(Southwest University for Nationalities)
Paper Short Abstract:
According to their ancient records, the patrilineal Nuosu or ‘Liangshan Yi’ people on the Sichuan/Yunnan border, China, an indigenous group of people numbering around three million, used to be a matrilineal society. We are looking here at traits signalling this ancestry.
Paper long abstract:
On the border between Sichuan and Yunnan, China, the Nuoso or Liangshan Yi ethnic minority, an indigenous group of people numbering around three million, used to be a matrilineal society. According to the ancient genealogical records of the Nuosu, they shifted to patrilineal clans about 4200 years ago. But they kept traces of their previous matrilineal culture and visible traits signal the importance of women in their society.
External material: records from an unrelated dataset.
//! Branch stock rows and the ledger rules that mutate them

use chrono::{DateTime, Utc};
use rust_decimal::Decimal;
use serde::{Deserialize, Serialize};

use super::AdjustmentType;
use crate::types::{round_quantity, BranchId, IngredientId, StockKey};

/// Stock of one ingredient at one branch
///
/// `quantity` is what is physically on hand, `reserved_quantity` is what open
/// holds have claimed. Every mutation below keeps
/// `0 <= reserved_quantity <= quantity`.
#[derive(Debug, Clone, PartialEq, Serialize, Deserialize)]
pub struct Stock {
    pub branch_id: BranchId,
    pub ingredient_id: IngredientId,
    pub quantity: Decimal,
    pub reserved_quantity: Decimal,
    pub unit: String,
    pub threshold: Decimal,
    pub last_updated: DateTime<Utc>,
}

/// Shortage detail for one ingredient
#[derive(Debug, Clone, PartialEq, Eq, Serialize, Deserialize)]
pub struct Shortage {
    pub ingredient_id: IngredientId,
    pub required: Decimal,
    pub available: Decimal,
    pub unit_code: String,
}

/// One ingredient quantity inside a multi-row ledger operation
#[derive(Debug, Clone, PartialEq, Eq, Serialize, Deserialize)]
pub struct StockLine {
    pub ingredient_id: IngredientId,
    pub quantity: Decimal,
}

impl StockLine {
    pub fn new(ingredient_id: IngredientId, quantity: Decimal) -> Self {
        Self {
            ingredient_id,
            quantity,
        }
    }
}

/// Ledger rule violations
#[derive(Debug, Clone, PartialEq, Eq, thiserror::Error)]
pub enum LedgerError {
    #[error("insufficient stock for ingredient {}: required {}, available {} {}", .0.ingredient_id, .0.required, .0.available, .0.unit_code)]
    InsufficientStock(Shortage),

    #[error("quantity must be positive, got {0}")]
    NonPositiveQuantity(Decimal),

    #[error("no stock row for {0}")]
    StockNotFound(StockKey),
}

/// Result of a release: releasing more than is reserved floors at zero
#[derive(Debug, Clone, Copy, PartialEq, Eq)]
pub enum ReleaseOutcome {
    Released,
    Floored { missing: Decimal },
}

impl Stock {
    /// Empty stock row, created lazily on first receipt
    pub fn new(
        branch_id: BranchId,
        ingredient_id: IngredientId,
        unit: impl Into<String>,
        now: DateTime<Utc>,
    ) -> Self {
        Self {
            branch_id,
            ingredient_id,
            quantity: Decimal::ZERO,
            reserved_quantity: Decimal::ZERO,
            unit: unit.into(),
            threshold: Decimal::ZERO,
            last_updated: now,
        }
    }

    pub fn key(&self) -> StockKey {
        StockKey::new(self.branch_id, self.ingredient_id)
    }

    /// What can still be newly reserved
    pub fn available(&self) -> Decimal {
        self.quantity - self.reserved_quantity
    }

    /// Whether the row satisfies the at-rest invariants
    pub fn is_consistent(&self) -> bool {
        self.quantity >= Decimal::ZERO
            && self.reserved_quantity >= Decimal::ZERO
            && self.available() >= Decimal::ZERO
    }

    fn shortage(&self, required: Decimal, available: Decimal) -> LedgerError {
        LedgerError::InsufficientStock(Shortage {
            ingredient_id: self.ingredient_id,
            required,
            available,
            unit_code: self.unit.clone(),
        })
    }

    /// Claim `qty` from the available margin
    pub fn reserve(&mut self, qty: Decimal, now: DateTime<Utc>) -> Result<(), LedgerError> {
        ensure_positive(qty)?;
        let available = self.available();
        if available < qty {
            return Err(self.shortage(qty, available));
        }
        self.reserved_quantity = round_quantity(self.reserved_quantity + qty);
        self.last_updated = now;
        Ok(())
    }

    /// Return `qty` to the available margin, flooring the reserved amount at zero
    pub fn release(&mut self, qty: Decimal, now: DateTime<Utc>) -> Result<ReleaseOutcome, LedgerError> {
        ensure_positive(qty)?;
        let outcome = if qty > self.reserved_quantity {
            let missing = qty - self.reserved_quantity;
            self.reserved_quantity = Decimal::ZERO;
            ReleaseOutcome::Floored { missing }
        } else {
            self.reserved_quantity = round_quantity(self.reserved_quantity - qty);
            ReleaseOutcome::Released
        };
        self.last_updated = now;
        Ok(outcome)
    }

    /// Deduct `qty` for real, consuming the matching reservation
    ///
    /// Fails without touching the row when less than `qty` is on hand.
    pub fn commit(&mut self, qty: Decimal, now: DateTime<Utc>) -> Result<(), LedgerError> {
        ensure_positive(qty)?;
        if self.quantity < qty {
            return Err(self.shortage(qty, self.quantity));
        }
        self.quantity = round_quantity(self.quantity - qty);
        self.reserved_quantity = round_quantity((self.reserved_quantity - qty).max(Decimal::ZERO));
        self.last_updated = now;
        Ok(())
    }

    /// Corrective adjustment from a physical count
    ///
    /// ADJUST_OUT may not take on-hand quantity below what is already reserved.
    pub fn adjust(
        &mut self,
        delta: Decimal,
        direction: AdjustmentType,
        now: DateTime<Utc>,
    ) -> Result<(), LedgerError> {
        ensure_positive(delta)?;
        match direction {
            AdjustmentType::AdjustIn => {
                self.quantity = round_quantity(self.quantity + delta);
            }
            AdjustmentType::AdjustOut => {
                let available = self.available();
                if available < delta {
                    return Err(self.shortage(delta, available));
                }
                self.quantity = round_quantity(self.quantity - delta);
            }
        }
        self.last_updated = now;
        Ok(())
    }

    /// Move on-hand quantity to a physical count
    ///
    /// Returns the signed usage `quantity - physical`. A zero usage leaves the
    /// row untouched; a recount below what is reserved fails like ADJUST_OUT.
    pub fn recount(&mut self, physical: Decimal, now: DateTime<Utc>) -> Result<Decimal, LedgerError> {
        let usage = round_quantity(self.quantity - physical);
        if usage > Decimal::ZERO {
            self.adjust(usage, AdjustmentType::AdjustOut, now)?;
        } else if usage < Decimal::ZERO {
            self.adjust(-usage, AdjustmentType::AdjustIn, now)?;
        }
        Ok(usage)
    }

    /// Stock increase from a goods receipt
    pub fn increase(&mut self, qty: Decimal, now: DateTime<Utc>) -> Result<(), LedgerError> {
        ensure_positive(qty)?;
        self.quantity = round_quantity(self.quantity + qty);
        self.last_updated = now;
        Ok(())
    }
}

fn ensure_positive(qty: Decimal) -> Result<(), LedgerError> {
    if qty <= Decimal::ZERO {
        return Err(LedgerError::NonPositiveQuantity(qty));
    }
    Ok(())
}

/// Merge lines for the same ingredient and sort by ingredient id
///
/// Multi-row operations lock rows in this order.
pub fn normalize_lines(lines: &[StockLine]) -> Vec<StockLine> {
    let mut merged: std::collections::BTreeMap<IngredientId, Decimal> = Default::default();
    for line in lines {
        *merged.entry(line.ingredient_id).or_insert(Decimal::ZERO) += line.quantity;
    }
    merged
        .into_iter()
        .map(|(ingredient_id, quantity)| StockLine::new(ingredient_id, quantity))
        .collect()
}

#[cfg(test)]
mod tests {
    use super::*;
    use proptest::prelude::*;

    fn stock(quantity: i64, reserved: i64) -> Stock {
        Stock {
            branch_id: 1,
            ingredient_id: 5,
            quantity: Decimal::from(quantity),
            reserved_quantity: Decimal::from(reserved),
            unit: "G".to_string(),
            threshold: Decimal::from(20),
            last_updated: Utc::now(),
        }
    }

    #[test]
    fn test_reserve_reduces_available() {
        let mut s = stock(100, 0);
        s.reserve(Decimal::from(30), Utc::now()).unwrap();
        assert_eq!(s.reserved_quantity, Decimal::from(30));
        assert_eq!(s.available(), Decimal::from(70));
    }

    #[test]
    fn test_reserve_beyond_available_fails_untouched() {
        let mut s = stock(100, 80);
        let before = s.clone();
        let err = s.reserve(Decimal::from(30), Utc::now()).unwrap_err();
        match err {
            LedgerError::InsufficientStock(shortage) => {
                assert_eq!(shortage.required, Decimal::from(30));
                assert_eq!(shortage.available, Decimal::from(20));
                assert_eq!(shortage.unit_code, "G");
            }
            other => panic!("unexpected error: {other:?}"),
        }
        assert_eq!(s, before);
    }

    #[test]
    fn test_commit_consumes_reservation() {
        let mut s = stock(100, 30);
        s.commit(Decimal::from(30), Utc::now()).unwrap();
        assert_eq!(s.quantity, Decimal::from(70));
        assert_eq!(s.reserved_quantity, Decimal::ZERO);
    }

    #[test]
    fn test_commit_more_than_on_hand_fails() {
        let mut s = stock(10, 10);
        assert!(s.commit(Decimal::from(11), Utc::now()).is_err());
        assert_eq!(s.quantity, Decimal::from(10));
        assert_eq!(s.reserved_quantity, Decimal::from(10));
    }

    #[test]
    fn test_release_floors_at_zero() {
        let mut s = stock(100, 5);
        let outcome = s.release(Decimal::from(8), Utc::now()).unwrap();
        assert_eq!(outcome, ReleaseOutcome::Floored { missing: Decimal::from(3) });
        assert_eq!(s.reserved_quantity, Decimal::ZERO);
    }

    #[test]
    fn test_adjust_out_cannot_cut_into_reservations() {
        let mut s = stock(50, 40);
        assert!(s.adjust(Decimal::from(11), AdjustmentType::AdjustOut, Utc::now()).is_err());
        s.adjust(Decimal::from(10), AdjustmentType::AdjustOut, Utc::now()).unwrap();
        assert_eq!(s.quantity, Decimal::from(40));
        assert!(s.is_consistent());
    }

    #[test]
    fn test_adjust_in_adds() {
        let mut s = stock(50, 0);
        s.adjust(Decimal::from(5), AdjustmentType::AdjustIn, Utc::now()).unwrap();
        assert_eq!(s.quantity, Decimal::from(55));
    }

    #[test]
    fn test_recount_moves_to_physical() {
        let mut s = stock(100, 10);
        assert_eq!(s.recount(Decimal::from(70), Utc::now()), Ok(Decimal::from(30)));
        assert_eq!(s.quantity, Decimal::from(70));

        assert_eq!(s.recount(Decimal::from(75), Utc::now()), Ok(Decimal::from(-5)));
        assert_eq!(s.quantity, Decimal::from(75));
        assert_eq!(s.reserved_quantity, Decimal::from(10));
    }

    #[test]
    fn test_recount_below_reserved_fails_untouched() {
        let mut s = stock(100, 80);
        let before = s.clone();
        assert!(matches!(
            s.recount(Decimal::from(50), Utc::now()),
            Err(LedgerError::InsufficientStock(_))
        ));
        assert_eq!(s, before);

        assert_eq!(s.recount(Decimal::from(100), Utc::now()), Ok(Decimal::ZERO));
        assert_eq!(s, before);
    }

    #[test]
    fn test_zero_quantity_rejected() {
        let mut s = stock(50, 0);
        assert_eq!(
            s.reserve(Decimal::ZERO, Utc::now()),
            Err(LedgerError::NonPositiveQuantity(Decimal::ZERO))
        );
    }

    #[test]
    fn test_normalize_lines_merges_and_sorts() {
        let lines = vec![
            StockLine::new(9, Decimal::from(1)),
            StockLine::new(3, Decimal::from(2)),
            StockLine::new(9, Decimal::from(4)),
        ];
        let merged = normalize_lines(&lines);
        assert_eq!(
            merged,
            vec![StockLine::new(3, Decimal::from(2)), StockLine::new(9, Decimal::from(5))]
        );
    }

    #[derive(Debug, Clone)]
    enum Op {
        Reserve(i64),
        Release(i64),
        Commit(i64),
        AdjustIn(i64),
        AdjustOut(i64),
    }

    fn op_strategy() -> impl Strategy<Value = Op> {
        prop_oneof![
            (1i64..500).prop_map(Op::Reserve),
            (1i64..500).prop_map(Op::Release),
            (1i64..500).prop_map(Op::Commit),
            (1i64..500).prop_map(Op::AdjustIn),
            (1i64..500).prop_map(Op::AdjustOut),
        ]
    }

    proptest! {
        #![proptest_config(ProptestConfig::with_cases(200))]

        /// Rows stay consistent whatever sequence of operations is applied
        #[test]
        fn prop_invariants_hold_under_any_sequence(
            initial in 0i64..1000,
            ops in prop::collection::vec(op_strategy(), 1..40)
        ) {
            let mut s = stock(initial, 0);
            for op in ops {
                let now = Utc::now();
                let _ = match op {
                    Op::Reserve(q) => s.reserve(Decimal::new(q, 1), now).map(|_| ()),
                    Op::Release(q) => s.release(Decimal::new(q, 1), now).map(|_| ()),
                    Op::Commit(q) => s.commit(Decimal::new(q, 1), now),
                    Op::AdjustIn(q) => s.adjust(Decimal::new(q, 1), AdjustmentType::AdjustIn, now),
                    Op::AdjustOut(q) => s.adjust(Decimal::new(q, 1), AdjustmentType::AdjustOut, now),
                };
                prop_assert!(s.is_consistent(), "inconsistent row: {:?}", s);
            }
        }

        /// Reserve then release restores the reserved quantity exactly
        #[test]
        fn prop_reserve_release_round_trip(
            on_hand in 1i64..10_000,
            already in 0i64..100,
            qty in 1i64..10_000
        ) {
            let mut s = stock(on_hand + already, already);
            let before = s.reserved_quantity;
            if s.reserve(Decimal::new(qty, 2), Utc::now()).is_ok() {
                s.release(Decimal::new(qty, 2), Utc::now()).unwrap();
                prop_assert_eq!(s.reserved_quantity, before);
            }
        }

        /// Reserve then commit moves quantity and reserved by the same amount
        #[test]
        fn prop_commit_leaves_available_unchanged(
            on_hand in 1i64..10_000,
            qty in 1i64..10_000
        ) {
            let mut s = stock(on_hand, 0);
            let qty = Decimal::new(qty, 2);
            if s.reserve(qty, Utc::now()).is_ok() {
                let available = s.available();
                let quantity = s.quantity;
                let reserved = s.reserved_quantity;
                s.commit(qty, Utc::now()).unwrap();
                prop_assert_eq!(quantity - s.quantity, qty);
                prop_assert_eq!(reserved - s.reserved_quantity, qty);
                prop_assert_eq!(s.available(), available);
            }
        }
    }
}
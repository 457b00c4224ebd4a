//! External process execution.

use tracing::debug;

use crate::error::{CkupError, Result};

/// Captured result of a finished process.
#[derive(Debug, Clone, PartialEq, Eq, Default)]
pub struct CommandOutput {
    pub code: i32,
    pub stdout: String,
    pub stderr: String,
}

impl CommandOutput {
    pub const fn success(&self) -> bool {
        self.code == 0
    }
}

/// Runs a program to completion and captures its output.
#[allow(async_fn_in_trait)]
pub trait CommandRunner {
    async fn run(&self, program: &str, args: &[String]) -> Result<CommandOutput>;
}

/// Runs commands as local child processes.
#[derive(Debug, Clone, Copy, Default)]
pub struct ProcessRunner;

impl CommandRunner for ProcessRunner {
    async fn run(&self, program: &str, args: &[String]) -> Result<CommandOutput> {
        debug!("Running: {} {}", program, args.join(" "));

        let output = tokio::process::Command::new(program)
            .args(args)
            .output()
            .await
            .map_err(|source| CkupError::Spawn {
                command: format!("{} {}", program, args.join(" ")),
                source,
            })?;

        Ok(CommandOutput {
            // Killed by a signal
            code: output.status.code().unwrap_or(-1),
            stdout: String::from_utf8_lossy(&output.stdout).into_owned(),
            stderr: String::from_utf8_lossy(&output.stderr).into_owned(),
        })
    }
}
For the Nuosu, where 'men are the root, and women are the flower of the patrilineal clan,' the male must provide for the plant in order for the female to produce offspring. The diviner who is consulted for the family rituals and important decisions starts from the horoscope of the mother's date of birth or date of her giving birth to a son. Also, when there was internal conflict in Nuosu society, once the women came to intervene, then the two sides had to stop or risk having the victorious side regarded as the loser. Many historical cases reflect this role for women in mediation. Lastly, if the 'Zimo' (official appointed by the royal court) had daughters but no son, he selected a married daughter and brought the young couple into his household (from the household of his daughter's father-in-law). This would allow their son to inherit the bloodline and the official title. However, the son should address his mother as 'father' and his grandmother as 'grandfather'.